Blog La voz de mi amo

por Matías Uribe

Miguel Ríos y Johnny Hallyday

johnny-hallyday
johnny-hallyday





Ya hace unas semanas de la muerte de Johnny Hallyday, pero no es éste tema cerrado, al menos en este blog, que no vive de la rabiosa actualidad. Ni Hallyday ni Miguel Ríos, ambos con dilatadas carreras discográficas y con un simbolismo para el rock inapelable, han cerrado ni cerrarán la historia del género, sino que, al contrario, la seguirán abriendo en el presenta y en el futuro cada vez que a alguien le dé por excavar el pasado y aprender de él. Son dos referentes indiscutibles. Ahora, y en años venideros.
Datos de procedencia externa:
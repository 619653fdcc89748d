//! # Structured Chunker
//!
//! Structure-aware chunking of markdown documents with embedded code for
//! embedding and retrieval.
//!
//! ## Philosophy
//!
//! The chunker creates bounded, individually coherent fragments that:
//! - Never split a fenced code block or a function/class definition mid-construct
//! - Carry their markdown section (title, level, breadcrumb) in metadata
//! - Repeat a sentence-aligned tail of the previous chunk as context
//! - Prefer content fidelity over the size target (oversized chunks are flagged)
//!
//! ## Architecture
//!
//! ```text
//! Document text
//!     │
//!     ├──> Block parsing (headers, paragraphs, code fences)
//!     │
//!     ├──> Atomic unit resolution
//!     │    └─> Declaration heuristics per fence language
//!     │
//!     ├──> Greedy packing
//!     │    ├─> Section breaks at headers
//!     │    ├─> Sentence-level paragraph splits
//!     │    └─> Fence splits at unit boundaries (re-wrapped in delimiters)
//!     │
//!     ├──> Overlap injection (fence-free trailing context)
//!     │
//!     └──> Metadata annotation → Chunk[]
//! ```
//!
//! ## Example
//!
//! ```rust
//! use structured_chunker::{ChunkType, Chunker, ChunkerConfig, Document};
//!
//! let chunker = Chunker::new(ChunkerConfig::default()).unwrap();
//!
//! let doc = Document::new("# Intro\n\nHello world.\n\n```python\ndef f():\n    pass\n```\n")
//!     .with_metadata("url", "https://example.com/intro");
//!
//! let chunks = chunker.chunk_document(&doc).unwrap();
//! assert_eq!(chunks.len(), 1);
//! assert_eq!(chunks[0].metadata.chunk_type, ChunkType::Code);
//! assert_eq!(chunks[0].metadata.section_title.as_deref(), Some("Intro"));
//! assert!(chunks[0].metadata.contained_functions.contains("f"));
//! ```

mod annotate;
mod atomic;
mod batch;
mod block;
mod chunker;
mod config;
mod error;
mod language;
mod overlap;
mod packer;
mod text;
mod types;

pub use annotate::annotate;
pub use atomic::{resolve_units, AtomicUnit, UnitKind};
pub use batch::chunk_concurrency_from_env;
pub use block::{parse_blocks, Block, CodeFence};
pub use chunker::{Chunker, ChunkingStats};
pub use config::ChunkerConfig;
pub use error::{ChunkerError, Result};
pub use language::{DeclKind, Declaration, Language};
pub use overlap::{OverlapInjector, OverlappedChunk};
pub use packer::{pack_blocks, ChunkPacker, PackedChunk, SectionState};
pub use types::{Chunk, ChunkMetadata, ChunkType, Document};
Por ello, nada demodé el que asomen de nuevo en este blog.


De Miguel, personalmente, sabía, y así lo he escrito infinitud de veces aquí y en el Heraldo, y sigo sabiendo, que ha sido y sigue siendo la voz mayor del rock español, una voz articulada, de una tímbrica fantástica, de un caudaloso flujo de armónicos y un registro riquísimo en matices, lo mismo para el rock que para la balada. Su amplia discografía, con todos los altibajos que se le quieran señalar, es el mejor exponente de ello.


Lo que no sabía es que, además de sus dotes musicales y vocales, posee un talento innato para la escritura. Lo dio a conocer cuando en 2013 editó en Planeta su autobiografía, 'Cosas que siempre quise contarte', un modélico libro de vivencias personales y profesionales, del que ya dí cuenta en este blog, que engancha desde la primera a la última línea, no solo por lo que cuenta sino por cómo lo cuenta, con coherencia, con fluidez, con gracejo, con ingenio, con humor, con seriedad, con un uso del español en la mejor línea de los clásicos, desde Galdós a Umbral.


Confieso que me quedé asombrado al leerlo, porque no imaginaba tanta pericia y tanto desparpajo a la hora de narrar, menos en alguien ajeno a la literatura. Pues no es así, increíblemente. Una pequeña confesión: ese libro está al lado de mi cama. De vez en cuando releo unas hojas como ejercicio de sanación mental y de disfrute, masticando las líneas, saboreándolas. No es Stefan Zweig ni Borges, pero da igual, como si lo fuera, desde el momento en que su transmisión emotiva y literaria es de una viveza torrencial.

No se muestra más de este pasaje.